Metafísica

História do Solipsismo

Posições um tanto semelhantes ao solipsismo estão presentes em grande parte da filosofia oriental , particularmente no taoísmo , em várias interpretações do budismo (especialmente o zen ) e em alguns modelos hindus da realidade.

As origens do Solipsismo na Filosofia Ocidental encontram-se com o sofista pré-socrático grego Górgias, que afirmava que: 1) nada existe ; 2) mesmo se algo existe, nada pode ser conhecido sobre ele; e 3) mesmo que algo pudesse ser conhecido sobre ele, o conhecimento sobre ele não pode ser comunicado a outras pessoas. Embora, até certo ponto, seja apenas uma refutação e paródia irônica da posição de Parmênides e dos filósofos eleatas (que todo ser é um), Górgias, no entanto, capturou pelo menos o espírito do solipsismo.

O solipsismo também está no cerne da visão de Descartes de que o indivíduo compreende todos os conceitos psicológicos (pensar, querer, perceber etc.) por analogia com seus próprios estados mentais (ou seja, por abstração da experiência interior ). O método do ceticismo cartesiano de Descartes o levou a duvidar da existência do mundo que ele percebia, e em sua famosa formulação “Cogito Ergo Sum” ( “Eu penso, logo existo” ) ele recuou para a única coisa de que não podia duvidar , a sua própria eu consciente .

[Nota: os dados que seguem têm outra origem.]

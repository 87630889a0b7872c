use tracing::{info, warn};

use super::ApprovalBot;
use super::ledger::DecisionKey;
use super::state::{ApprovalTicket, Decision};
use crate::core::models::{ActionClick, FormSubmission};
use crate::errors::BotError;
use crate::slack::ChatPlatform;
use crate::slack::message_builder::{approval_request, decision_notice};
use crate::slack::modal_builder::{APPROVAL_MODAL_CALLBACK_ID, extract_approval_form};

impl<P: ChatPlatform> ApprovalBot<P> {
    /// Send a submitted approval form to the chosen approver.
    ///
    /// Submissions of other modals are ignored.
    ///
    /// # Errors
    ///
    /// Returns `BotError::ParseError` for a submission without an approver, or
    /// the platform error if the request cannot be posted.
    pub async fn handle_submission(&self, submission: &FormSubmission) -> Result<(), BotError> {
        if submission.callback_id != APPROVAL_MODAL_CALLBACK_ID {
            info!(callback_id = %submission.callback_id, "Unhandled view submission");
            return Ok(());
        }

        let form = extract_approval_form(&submission.values)?;
        let ticket =
            ApprovalTicket::with_open_form(&submission.submitter_id).submit(&form.approver_id)?;

        let message = approval_request(&form.approver_id, ticket.correlation_value(), &form.body);
        let delivery = self.platform.post_message(&message).await.map_err(|e| {
            BotError::ApiError(format!("Error sending approval request: {e}"))
        })?;

        let ticket = ticket.await_decision()?;
        info!(
            requester_id = %ticket.requester_id(),
            approver_id = %form.approver_id,
            ts = %delivery.ts,
            "Approval request delivered"
        );
        Ok(())
    }

    /// Notify the requester of an approve/reject click.
    ///
    /// Other action IDs are ignored.
    ///
    /// # Errors
    ///
    /// Returns the platform error if the notification cannot be posted.
    pub async fn handle_action(&self, click: &ActionClick) -> Result<(), BotError> {
        let Some(decision) = Decision::from_action_id(&click.action_id) else {
            info!(action_id = %click.action_id, "Unhandled block action");
            return Ok(());
        };

        let ticket = ApprovalTicket::from_correlation(&click.value).decide(decision)?;
        let notice = decision_notice(ticket.requester_id(), decision, &click.clicker_id);

        let claimed = self.ledger.as_ref().zip(DecisionKey::from_click(click));
        if let Some((ledger, key)) = &claimed
            && !ledger.record(key.clone())
        {
            warn!(
                requester_id = %click.value,
                clicker_id = %click.clicker_id,
                "Decision already recorded for this request, skipping notification"
            );
            return Ok(());
        }

        if let Err(e) = self.platform.post_message(&notice).await {
            // The requester was never told, so a later click may try again.
            if let Some((ledger, key)) = claimed {
                ledger.release(&key);
            }
            return Err(e);
        }

        info!(
            requester_id = %ticket.requester_id(),
            decided_by = %click.clicker_id,
            decision = decision.verb(),
            "Decision delivered"
        );
        Ok(())
    }
}
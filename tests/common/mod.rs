#![allow(dead_code)]

use std::sync::atomic::{AtomicU64, Ordering};
use std::sync::{Arc, Mutex};

use approval_bot::BotError;
use approval_bot::core::models::{
    ActionClick, Delivery, FormSubmission, OutboundMessage, SlashCommand,
};
use approval_bot::dispatcher::Ack;
use approval_bot::slack::ChatPlatform;
use async_trait::async_trait;
use serde_json::{Value, json};

#[derive(Debug, Clone, PartialEq)]
pub enum Call {
    Ack(String),
    Post(OutboundMessage),
    OpenView { trigger_id: String, view: Value },
}

/// In-memory `ChatPlatform` that records every call, acks included, in order.
#[derive(Clone, Default)]
pub struct RecordingPlatform {
    log: Arc<Mutex<Vec<Call>>>,
    next_ts: Arc<AtomicU64>,
    fail_posts: bool,
    fail_views: bool,
}

impl RecordingPlatform {
    pub fn new() -> Self {
        Self::default()
    }

    pub fn failing_posts() -> Self {
        Self {
            fail_posts: true,
            ..Self::default()
        }
    }

    pub fn failing_views() -> Self {
        Self {
            fail_views: true,
            ..Self::default()
        }
    }

    /// An ack that records itself in the same log as outbound calls.
    pub fn ack(&self, label: &str) -> Ack {
        let log = Arc::clone(&self.log);
        let label = label.to_string();
        Ack::new(move || log.lock().unwrap().push(Call::Ack(label)))
    }

    pub fn calls(&self) -> Vec<Call> {
        self.log.lock().unwrap().clone()
    }

    pub fn posts(&self) -> Vec<OutboundMessage> {
        self.calls()
            .into_iter()
            .filter_map(|c| match c {
                Call::Post(m) => Some(m),
                _ => None,
            })
            .collect()
    }

    pub fn views(&self) -> Vec<(String, Value)> {
        self.calls()
            .into_iter()
            .filter_map(|c| match c {
                Call::OpenView { trigger_id, view } => Some((trigger_id, view)),
                _ => None,
            })
            .collect()
    }
}

#[async_trait]
impl ChatPlatform for RecordingPlatform {
    async fn post_message(&self, message: &OutboundMessage) -> Result<Delivery, BotError> {
        self.log.lock().unwrap().push(Call::Post(message.clone()));
        if self.fail_posts {
            return Err(BotError::ApiError("chat.postMessage error: channel_not_found".into()));
        }
        let n = self.next_ts.fetch_add(1, Ordering::SeqCst);
        Ok(Delivery {
            channel: message.channel.clone(),
            ts: format!("1700000000.{n:06}"),
        })
    }

    async fn open_view(&self, trigger_id: &str, view: &Value) -> Result<(), BotError> {
        self.log.lock().unwrap().push(Call::OpenView {
            trigger_id: trigger_id.to_string(),
            view: view.clone(),
        });
        if self.fail_views {
            return Err(BotError::ApiError("views.open error: expired_trigger_id".into()));
        }
        Ok(())
    }
}

pub fn slash(command: &str, user_id: &str, text: &str) -> SlashCommand {
    SlashCommand {
        command: command.to_string(),
        user_id: user_id.to_string(),
        channel_id: "C100".to_string(),
        text: text.to_string(),
        trigger_id: "trigger.123".to_string(),
    }
}

pub fn approval_values(approver_id: &str, body: Option<&str>) -> Value {
    json!({
        "approver_block": {
            "approver": { "type": "users_select", "selected_user": approver_id }
        },
        "approval_text_block": {
            "approval_text": { "type": "plain_text_input", "value": body }
        }
    })
}

pub fn submission(submitter_id: &str, approver_id: &str, body: &str) -> FormSubmission {
    FormSubmission {
        callback_id: "approval_request_modal".to_string(),
        submitter_id: submitter_id.to_string(),
        values: approval_values(approver_id, Some(body)),
    }
}

pub fn click(action_id: &str, requester_id: &str, clicker_id: &str) -> ActionClick {
    ActionClick {
        action_id: action_id.to_string(),
        value: requester_id.to_string(),
        clicker_id: clicker_id.to_string(),
        channel_id: Some("D200".to_string()),
        message_ts: Some("1700000000.000001".to_string()),
    }
}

O filósofo idealista George Berkeley argumentou que os objetos físicos não existem independentemente da mente que os percebe, e que um item realmente existe apenas enquanto for observado (caso contrário, não só não tem sentido, mas simplesmente não existe ). Berkeley , no entanto, argumentou ainda que deve haver também uma Mente abrangente (ou Deus), de modo que sua posição não é de puro Solipsismo.